July 11, 2024 - I am starting to find my footing again. When I am told where to meet up in Leaver only thirty minutes before I’m supposed to be there, I zoom with determination.
Today’s good mornings are gentle—they come with smiles and coochie coochie coos. Good morning, our cute little ones. We rotate on the first kiddo. You’ve got a little drool on your shoulder. Be careful what you touch. The second patient, Jasper, is a little baby sleeping on his side, cuddled beneath a zoo animal blanket. There are toys at the foot of his bed, and a cartoon squeaks in the background while his mom watches from her place on the couch against the wall. Then we’re speed-walking back to the ENT workroom.
“You’re in Badi’s clinic?” Steven, a PGY-4, asks Maya—my partner for today—who shuffles at my side. “You’re gonna have fun. Lots of patients, but it goes by quick. He has you take down the history on a piece of paper, and then he just walks out at the end of the day with a big stack for his notes.”
“Yeah, I was wondering how there were thirty-six patients scheduled. Like this patient is scheduled at 8. And this patient. And this patient.”
“That’s low. Forty is standard for him.”
Maya gets her things and then we break off from the main group. “Are you hungry? Let’s go get breakfast.”
It feels almost sacrilege—my first real breakfast of the rotation. I copy her hot bar order—two pieces of bacon and two hashbrowns—and we walk to the clinic physician workroom an hour before the first scheduled patient. On the way up, she teaches me about tonsils and sleep apnea and neck masses.
“If it’s a branchial cleft cyst, it’ll be more midline. But I’m sure you know that.”
I wouldn’t be so sure, I think. Declan—another visiting fourth-year from Ohio—joins us in the workroom.
“Dude, people drive crazy here. I’ve never seen such crazy driving. Like this is the first time I’ve ever seen people drive on the outermost lane on the highway. You know, the shoulder? Like they’ll just be speeding and I think they’re gonna crash right into me and then they just merge right onto the shoulder. It’s the craziest thing.”
“Yeah,” Maya says. “They also drive like that in Detroit.”
“Did you hear about that crazy shooting last week?”
“Yeah, you mean the one right here?” Maya says, pointing out the window.
“No, the one where five people got shot. Two parents and like three kids and only one survived. Well, two survived but one is on ECMO8, so. They said the one that survived got shot in the cheek.”
“Do they know who did it? Like did they catch them?”
“They think it was targeted—a drive by.”
“That’s just so unnecessary.”
Then: Maya dashes out and comes back in with a copy of Dr. Badi’s patient history template. “I just talked to his nurse, Serena. He runs a tight ship. Only write your notes here,” she says, pointing to a tiny box on the page. “And there’s no lunch break, so hopefully you have some snacks. That will help.”

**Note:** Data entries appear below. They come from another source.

use anyhow::{Context, Result};
use wgpu::SurfaceError;
use winit::dpi::PhysicalSize;
use winit::window::Window;

use super::depth::DepthTarget;
use super::surface;
use super::{GpuFrame, GpuInit, SurfaceErrorAction};

/// Owns wgpu core objects, the surface configuration and the depth attachment.
///
/// This type is the low-level rendering context:
/// - creates and stores Instance/Adapter/Device/Queue
/// - creates and configures the Surface (swapchain) plus a matching depth texture
/// - acquires drawables (surface texture + depth view + encoder)
pub struct Gpu<'w> {
    /// Depth attachment; recreated on resize.
    depth: DepthTarget,

    /// Active surface configuration.
    config: wgpu::SurfaceConfiguration,

    /// Current drawable size in physical pixels.
    size: PhysicalSize<u32>,

    depth_format: wgpu::TextureFormat,

    /// Command queue.
    queue: wgpu::Queue,

    /// Logical device.
    device: wgpu::Device,

    /// Selected adapter.
    _adapter: wgpu::Adapter,

    /// Surface bound to the window.
    ///
    /// Surface lifetime is tied to the window; the window must outlive the `Gpu`.
    surface: wgpu::Surface<'w>,

    /// wgpu instance used to create the adapter and surface.
    _instance: wgpu::Instance,
}

impl<'w> Gpu<'w> {
    /// Creates a GPU context bound to a window.
    ///
    /// Adapter/device acquisition is asynchronous under wgpu.
    pub async fn new(window: &'w Window, init: GpuInit) -> Result<Self> {
        let size = window.inner_size();
        anyhow::ensure!(size.width > 0 && size.height > 0, "window has zero size");
        anyhow::ensure!(
            init.depth_format.has_depth_aspect(),
            "{:?} is not a depth format",
            init.depth_format
        );

        let GpuInit {
            prefer_srgb,
            present_mode,
            alpha_mode,
            depth_format,
            required_features,
            required_limits,
            desired_maximum_frame_latency,
        } = init;

        let instance = wgpu::Instance::new(&wgpu::InstanceDescriptor {
            backends: wgpu::Backends::all(),
            ..Default::default()
        });

        let surface = instance
            .create_surface(window)
            .context("failed to create wgpu surface")?;

        let adapter = instance
            .request_adapter(&wgpu::RequestAdapterOptions {
                power_preference: wgpu::PowerPreference::HighPerformance,
                compatible_surface: Some(&surface),
                force_fallback_adapter: false,
            })
            .await
            .context("failed to find a suitable GPU adapter")?;

        log::info!("using adapter: {:?}", adapter.get_info());

        let (device, queue) = adapter
            .request_device(&wgpu::DeviceDescriptor {
                label: Some("cubefield device"),
                required_features,
                required_limits,
                experimental_features: wgpu::ExperimentalFeatures::disabled(),
                memory_hints: wgpu::MemoryHints::Performance,
                trace: wgpu::Trace::Off,
            })
            .await
            .context("failed to create wgpu device/queue")?;

        let surface_caps = surface.get_capabilities(&adapter);
        let format = surface::choose_surface_format(&surface_caps.formats, prefer_srgb)
            .context("no supported surface formats")?;

        let alpha_mode = surface::choose_alpha_mode(&surface_caps.alpha_modes, alpha_mode);

        let config = wgpu::SurfaceConfiguration {
            usage: wgpu::TextureUsages::RENDER_ATTACHMENT,
            format,
            width: size.width.max(1),
            height: size.height.max(1),
            present_mode,
            alpha_mode,
            view_formats: vec![],
            desired_maximum_frame_latency,
        };

        surface.configure(&device, &config);

        let depth = DepthTarget::new(&device, depth_format, size);

        log::debug!(
            "surface configured: {}x{} {:?}, depth {:?}, {:?}",
            size.width,
            size.height,
            format,
            depth_format,
            present_mode
        );

        Ok(Self {
            depth,
            config,
            size,
            depth_format,
            queue,
            device,
            _adapter: adapter,
            surface,
            _instance: instance,
        })
    }

    /// Returns the active surface format.
    pub fn surface_format(&self) -> wgpu::TextureFormat {
        self.config.format
    }

    /// Returns the depth attachment format.
    pub fn depth_format(&self) -> wgpu::TextureFormat {
        self.depth_format
    }

    /// Returns the current drawable size (physical pixels).
    pub fn size(&self) -> PhysicalSize<u32> {
        self.size
    }

    /// Returns a reference to the logical device.
    pub fn device(&self) -> &wgpu::Device {
        &self.device
    }

    /// Returns a reference to the command queue.
    pub fn queue(&self) -> &wgpu::Queue {
        &self.queue
    }

    /// Reconfigures the surface and depth attachment after a resize.
    ///
    /// A 0x0 size only updates internal state; configuration is deferred.
    pub fn resize(&mut self, new_size: PhysicalSize<u32>) {
        let configured = surface::apply_resize(
            &self.surface,
            &self.device,
            &mut self.config,
            &mut self.size,
            new_size,
        );

        if configured {
            self.depth = DepthTarget::new(&self.device, self.depth_format, new_size);
        }
    }

    /// Acquires the next drawable and creates an encoder for it.
    pub fn begin_frame(&self) -> std::result::Result<GpuFrame, SurfaceError> {
        let surface_texture = self.surface.get_current_texture()?;
        let view = surface_texture
            .texture
            .create_view(&wgpu::TextureViewDescriptor::default());

        let encoder = self
            .device
            .create_command_encoder(&wgpu::CommandEncoderDescriptor {
                label: Some("cubefield frame encoder"),
            });

        Ok(GpuFrame {
            surface_texture: Some(surface_texture),
            view,
            depth_view: self.depth.view.clone(),
            encoder,
        })
    }

    /// Converts a `SurfaceError` into a higher-level action.
    pub fn handle_surface_error(&mut self, err: SurfaceError) -> SurfaceErrorAction {
        surface::map_surface_error(&self.surface, &self.device, &self.config, self.size, err)
    }
}
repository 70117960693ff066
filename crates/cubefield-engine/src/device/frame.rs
/// The drawable for one redraw.
///
/// Short-lived: holding the surface texture prevents acquisition of the next
/// one. Finished by [`GpuFrame::commit`].
pub struct GpuFrame {
    /// `None` for offscreen frames, which are never presented.
    pub surface_texture: Option<wgpu::SurfaceTexture>,
    pub view: wgpu::TextureView,
    pub depth_view: wgpu::TextureView,
    pub encoder: wgpu::CommandEncoder,
}

impl GpuFrame {
    /// A frame that renders into caller-owned color and depth views.
    pub fn offscreen(
        device: &wgpu::Device,
        view: wgpu::TextureView,
        depth_view: wgpu::TextureView,
    ) -> Self {
        let encoder = device.create_command_encoder(&wgpu::CommandEncoderDescriptor {
            label: Some("cubefield offscreen encoder"),
        });

        Self {
            surface_texture: None,
            view,
            depth_view,
            encoder,
        }
    }

    /// Submits the recorded commands, registers `on_complete` for when the GPU
    /// has finished them, and queues the surface texture (if any) for
    /// presentation.
    ///
    /// `on_complete` runs on whichever thread drives device maintenance.
    pub fn commit<F>(self, queue: &wgpu::Queue, on_complete: F) -> wgpu::SubmissionIndex
    where
        F: FnOnce() + Send + 'static,
    {
        let Self {
            surface_texture,
            view,
            depth_view,
            encoder,
        } = self;

        let index = queue.submit(std::iter::once(encoder.finish()));
        // Completion is defined relative to the most recent submit.
        queue.on_submitted_work_done(on_complete);

        drop(view);
        drop(depth_view);
        if let Some(surface_texture) = surface_texture {
            surface_texture.present();
        }
        index
    }
}
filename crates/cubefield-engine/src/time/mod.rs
//! Time subsystem.
//!
//! Animation here is frame-counted, not wall-clock driven: every presented
//! frame advances the clock by a fixed step, so animation speed follows the
//! display refresh rate.

mod animation_clock;

pub use animation_clock::{AnimationClock, AnimationTime};
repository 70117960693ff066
use winit::dpi::PhysicalSize;

/// Depth attachment sized to the surface.
pub(crate) struct DepthTarget {
    pub view: wgpu::TextureView,
    // Kept alive for the view.
    _texture: wgpu::Texture,
}

impl DepthTarget {
    pub(crate) fn new(
        device: &wgpu::Device,
        format: wgpu::TextureFormat,
        size: PhysicalSize<u32>,
    ) -> Self {
        let texture = device.create_texture(&wgpu::TextureDescriptor {
            label: Some("cubefield depth"),
            size: wgpu::Extent3d {
                width: size.width.max(1),
                height: size.height.max(1),
                depth_or_array_layers: 1,
            },
            mip_level_count: 1,
            sample_count: 1,
            dimension: wgpu::TextureDimension::D2,
            format,
            usage: wgpu::TextureUsages::RENDER_ATTACHMENT,
            view_formats: &[],
        });

        let view = texture.create_view(&wgpu::TextureViewDescriptor::default());

        Self {
            view,
            _texture: texture,
        }
    }
}
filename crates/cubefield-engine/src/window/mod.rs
//! Window + runtime loop.
//!
//! Owns the `winit` EventLoop and Window, and wires them to the GPU layer.

mod runtime;

pub use runtime::{Runtime, RuntimeConfig};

“My home program was really intense,” she then says to Declan. “I lost like ten pounds in a month. You know when you’re so tired that you go to bed instead of eating?”
When the clock hits 8 AM, Maya and I make the hallway-long journey to the clinic rooms. We are greeted by Serena—his senior nurse—and Stella—a newer hire.
“I’m just here to hand out the stickers,” Stella says. “Any questions, defer to Serena. She’s the expert. I’m just here to collect the check.”
“She’s not joking.”
“You have so many stickers,” Maya says to Stella, thumbing through the rolls organized side-by-side.
“That’s my favorite part of the job. If I couldn’t hand out stickers, I wouldn’t be here.”
Like yesterday, I venture into the patient rooms first to scope out the scene and then Dr. Badi—an aged Lebanese man with wise and composed eyes—follows after. Aside from a few minor slip-ups—such as asking if a nine-month-old was wetting the bed—everything goes off without a hitch, and I take notice of my ease talking to parents and their littluns—how much I smile when putting on my baby voice and ripping off stickers.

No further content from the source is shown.